NW SPORTS

Playing in the sun: the good, the bad, the bottom line

Playing in the sun: the good, the bad, the bottom line

Playing in the sun: the good, the bad, the bottom line

If you’ve lived in Seattle long enough, you’ve either been to, or know of the annual pilgrimage of Seattleites to the desert in an effort to get some sun and sanity during the seemingly endless periods of rain and cold that is a hallmark of the Pacific Northwest climate.

Recently, I had the opportunity to go to Palm Springs and experience the 2019 BNP Paribas Open tennis tournament in Indian Wells, California, to see what all the fuss was about. While it didn’t disappoint, it did make me realize that soon Seattle will be basking in the sun once again and so I’ve prepared a few thoughts to consider when doing your sport or exercise outdoors in 2019.

The good

• Brain food: The sunlight provides an important stimulus for our brain’s circadian rhythm (how our brain knows daytime from nighttime), which helps regulate melatonin, a hormone that helps us fall asleep and stay asleep through the night. It can also improve mood by boosting serotonin in the brain, which can help people who many experience Seasonal Affective Disorder.

• More brain food: Vitamin D has many significant roles in human physiology. Other than helping regulate immune function, hormone production, and calcium regulation for our bones and blood, it also helps our brain function by protecting us from neurodegeneration seen in diseases like Alzheimer’s, dementia, and multiple sclerosis.

• 30 minutes is plenty: For most fair-skinned people, your skin can generate up to 50,000 IU (1.25mg) of Vitamin D from just 30 minutes of direct sunlight exposure in a bathing suit. For dark-skinned individuals, between 8,000 and 10,000 IUs are produced. While recommendations of daily Vitamin D IUs vary between 400 IU/day and 4,000 IU/day, 30 minutes of sun in a bathing suit is enough for your daily dose.

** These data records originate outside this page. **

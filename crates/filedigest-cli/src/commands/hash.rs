//! Hash command: hash a list of references and print the results

use anyhow::{bail, Result};
use filedigest_core::{compute_batch, BatchSummary, FilePlatform, HashOptions, HashResult};
use serde::Serialize;
use tracing::info;

use super::collect::collect_references;

/// Arguments for the hash command
#[derive(Debug, Clone)]
pub struct HashArgs {
    pub references: Vec<String>,
    pub recursive: bool,
    pub json: bool,
    pub chunk_size: usize,
    pub emit_logs: bool,
}

#[derive(Serialize)]
struct JsonReport<'a> {
    results: &'a [HashResult],
    summary: &'a BatchSummary,
}

/// Run the hash command
///
/// # Errors
/// Returns an error if references cannot be collected or any item failed.
pub async fn run<P>(args: &HashArgs, platform: &P) -> Result<()>
where
    P: FilePlatform + ?Sized,
{
    let results = execute(args, platform).await?;
    let summary = BatchSummary::from_results(&results);

    if args.json {
        println!("{}", render_json(&results, &summary)?);
    } else {
        print!("{}", render_text(&results));
        for result in results.iter().filter(|r| !r.is_success()) {
            if let Some(err) = &result.error {
                eprintln!("FAILED  {}: {}", result.metadata.name, err);
            }
        }
    }

    log_summary(&summary);

    if !summary.all_succeeded() {
        bail!("{} of {} file(s) failed", summary.failed, summary.total);
    }
    Ok(())
}

/// Collect references and hash them in order
///
/// # Errors
/// Returns an error if the reference list cannot be built.
pub async fn execute<P>(args: &HashArgs, platform: &P) -> Result<Vec<HashResult>>
where
    P: FilePlatform + ?Sized,
{
    let references = collect_references(&args.references, args.recursive)?;
    info!("Found {} file(s) to hash", references.len());

    let options = HashOptions::default()
        .with_logs(args.emit_logs)
        .with_chunk_size(args.chunk_size);

    Ok(compute_batch(platform, &references, &options).await)
}

/// Render successful results as `sha256sum`-style lines
#[must_use]
pub fn render_text(results: &[HashResult]) -> String {
    results
        .iter()
        .filter(|r| r.is_success())
        .map(|r| format!("{}  {}\n", r.hash, r.metadata.reference))
        .collect()
}

/// Render all results and the summary as pretty JSON
///
/// # Errors
/// Returns an error if serialization fails.
pub fn render_json(results: &[HashResult], summary: &BatchSummary) -> Result<String> {
    Ok(serde_json::to_string_pretty(&JsonReport { results, summary })?)
}

fn log_summary(summary: &BatchSummary) {
    info!(
        "✓ Hashed {} of {} file(s) ({} native, {} fallback) in {:?}",
        summary.succeeded,
        summary.total,
        summary.native,
        summary.fallback,
        summary.total_duration
    );
}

• The benefits outweigh the risk: The World Health Organization has said that excessive UV radiation exposure is responsible for only 0.1 percent of the total global burden, and that there are far greater risks associated with inadequate sun exposure to one’s health. However, consider your medical and health history when deciding how much sun exposure to get.

The bad

• Outsmarting skin cancer is hard: causes of cancers are usually multifactorial, meaning your genetics, environment and habits play an integral role in your risks for developing the disease. However, we aren’t helpless in the matter. Some skin cancer types develop after many years of exposure to sun (squamous cell carcinoma, basal cell carcinoma), and some are the result of single overexposure events (melanoma). But, even if you stay out of the sun your entire life, there’s still a possibility you can develop skin cancer, so experts have identified a strong association with sun exposure, but not necessarily causation for some types.

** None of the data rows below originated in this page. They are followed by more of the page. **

//! Error taxonomy for the hashing pipeline
//!
//! Every failure a single-file computation can hit is one of these variants.
//! `compute_hash` never returns them directly; they are stored on the
//! `HashResult` instead.

use std::fmt;

use serde::Serialize;
use thiserror::Error;

/// Stage of the streaming fallback that failed
#[derive(Debug, Clone, Copy, PartialEq, Eq, Hash, Serialize)]
#[serde(rename_all = "snake_case")]
pub enum FallbackStage {
    Read,
    Decode,
    Hash,
}

impl fmt::Display for FallbackStage {
    fn fmt(&self, f: &mut fmt::Formatter<'_>) -> fmt::Result {
        match self {
            Self::Read => write!(f, "read"),
            Self::Decode => write!(f, "decode"),
            Self::Hash => write!(f, "hash"),
        }
    }
}

/// Errors that can occur while computing a file hash
#[derive(Debug, Clone, PartialEq, Eq, Error)]
pub enum HashError {
    #[error("Failed to read metadata for {reference}: {cause}")]
    Metadata { reference: String, cause: String },

    #[error("Native digest failed for {reference}: {cause}")]
    NativeHash { reference: String, cause: String },

    #[error("Streaming fallback unusable for {reference}: {}", unusable_reason(.size))]
    FallbackUnusable {
        reference: String,
        size: Option<u64>,
    },

    #[error("Streaming fallback failed at {stage} stage for {reference}: {cause}")]
    FallbackComputation {
        reference: String,
        stage: FallbackStage,
        cause: String,
    },

    #[error("Invalid hash format: {value:?}")]
    Validation { value: String },
}

fn unusable_reason(size: &Option<u64>) -> &'static str {
    match size {
        None => "file size is unknown",
        Some(0) => "file is empty (size 0)",
        Some(_) => "no known non-zero size",
    }
}

/// Category of a [`HashError`], for callers that branch on the kind only
#[derive(Debug, Clone, Copy, PartialEq, Eq, Hash, Serialize)]
#[serde(rename_all = "snake_case")]
pub enum HashErrorKind {
    Metadata,
    NativeHash,
    FallbackUnusable,
    FallbackComputation,
    Validation,
}

impl HashError {
    /// Get the category of this error
    #[must_use]
    pub const fn kind(&self) -> HashErrorKind {
        match self {
            Self::Metadata { .. } => HashErrorKind::Metadata,
            Self::NativeHash { .. } => HashErrorKind::NativeHash,
            Self::FallbackUnusable { .. } => HashErrorKind::FallbackUnusable,
            Self::FallbackComputation { .. } => HashErrorKind::FallbackComputation,
            Self::Validation { .. } => HashErrorKind::Validation,
        }
    }

    pub(crate) fn fallback(
        reference: impl Into<String>,
        stage: FallbackStage,
        cause: impl fmt::Display,
    ) -> Self {
        Self::FallbackComputation {
            reference: reference.into(),
            stage,
            cause: cause.to_string(),
        }
    }
}
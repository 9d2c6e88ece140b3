//! filedigest-core: Validated SHA-256 digests for file references
//!
//! Computes content digests for files named by path references or by opaque
//! content references that cannot be stat'ed. A platform's native digest
//! primitive is tried first; when it fails and the file size is known, the
//! content is read as base64, decoded, and hashed in process instead.
//!
//! # Entry points
//!
//! - [`compute_hash`] - one file, never fails, returns a [`HashResult`]
//! - [`get_hash_or_fail`] - one file, returns the hash or the error
//! - [`compute_batch`] - many files, sequential, fault-isolated

pub mod error;
pub mod hashing;
pub mod options;
pub mod platform;
pub mod reference;
pub mod validate;

// Re-export commonly used types
pub use error::{FallbackStage, HashError, HashErrorKind};
pub use hashing::{
    compute_batch, compute_hash, get_hash_or_fail, BatchSummary, FileMetadata, HashMethod,
    HashResult,
};
pub use options::{HashOptions, ProgressCallback, DEFAULT_CHUNK_SIZE};
pub use platform::{FilePlatform, LocalPlatform, PlatformError};
pub use reference::{FileReference, ReferenceKind};
pub use validate::{is_valid_hash, EMPTY_SHA256};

• Dehydration: being in the sun and heat drains your body of fluids. You’ve known this from an early age, but drinking more water may not be enough. Your blood is made of water, glucose, proteins, electrolytes (calcium, potassium, sodium, chloride and bicarbonate), fats and cells. When you sweat, you’re losing water plus electrolytes, and if you’re active in the sun, you’re also burning glucose. Dehydration then puts your muscles, tendons, ligaments and brain at risk for injury or poor functioning.

The bottom line

• Be smart about your exposure: the key here is to get enough sun, so tat your body has a chance to soak up the good UV radiation for Vitamin D production, but not so much that you begin to burn. Also, be sure to use a broadband sunscreen with both UV-A and UV-B protection.

• Consider your genetic profile: before making your decision on how much sun exposure you will get, use the power of information you may already have. Genetic testing kits are flying off the shelves as people use technology to help learn about their health risks and familial gene pool. There may be information online to help learn about your individual genetic risks.

• Know your risk factors: fair skin type, older age, lifetime sun exposure history, exposure to arsenic, medical radiation treatments, conditions or medications that reduce effectiveness of the immune system, history of smoking, being male.

• Hydrate more the natural way: instead of reaching for a sugary electrolyte sports drink, get your liquids, electrolytes and sugars through water, fruits and vegetables. Fruits and vegetables are packed with all the electrolytes and glucose your body needs to replenish what’s lost in sweat, and without the sugar spike that comes with sports drinks, which is great news for diabetics. Try to drink half your body weight in ounces of water. If you’re in a dry climate, a hot climate, or exercising, you may need more.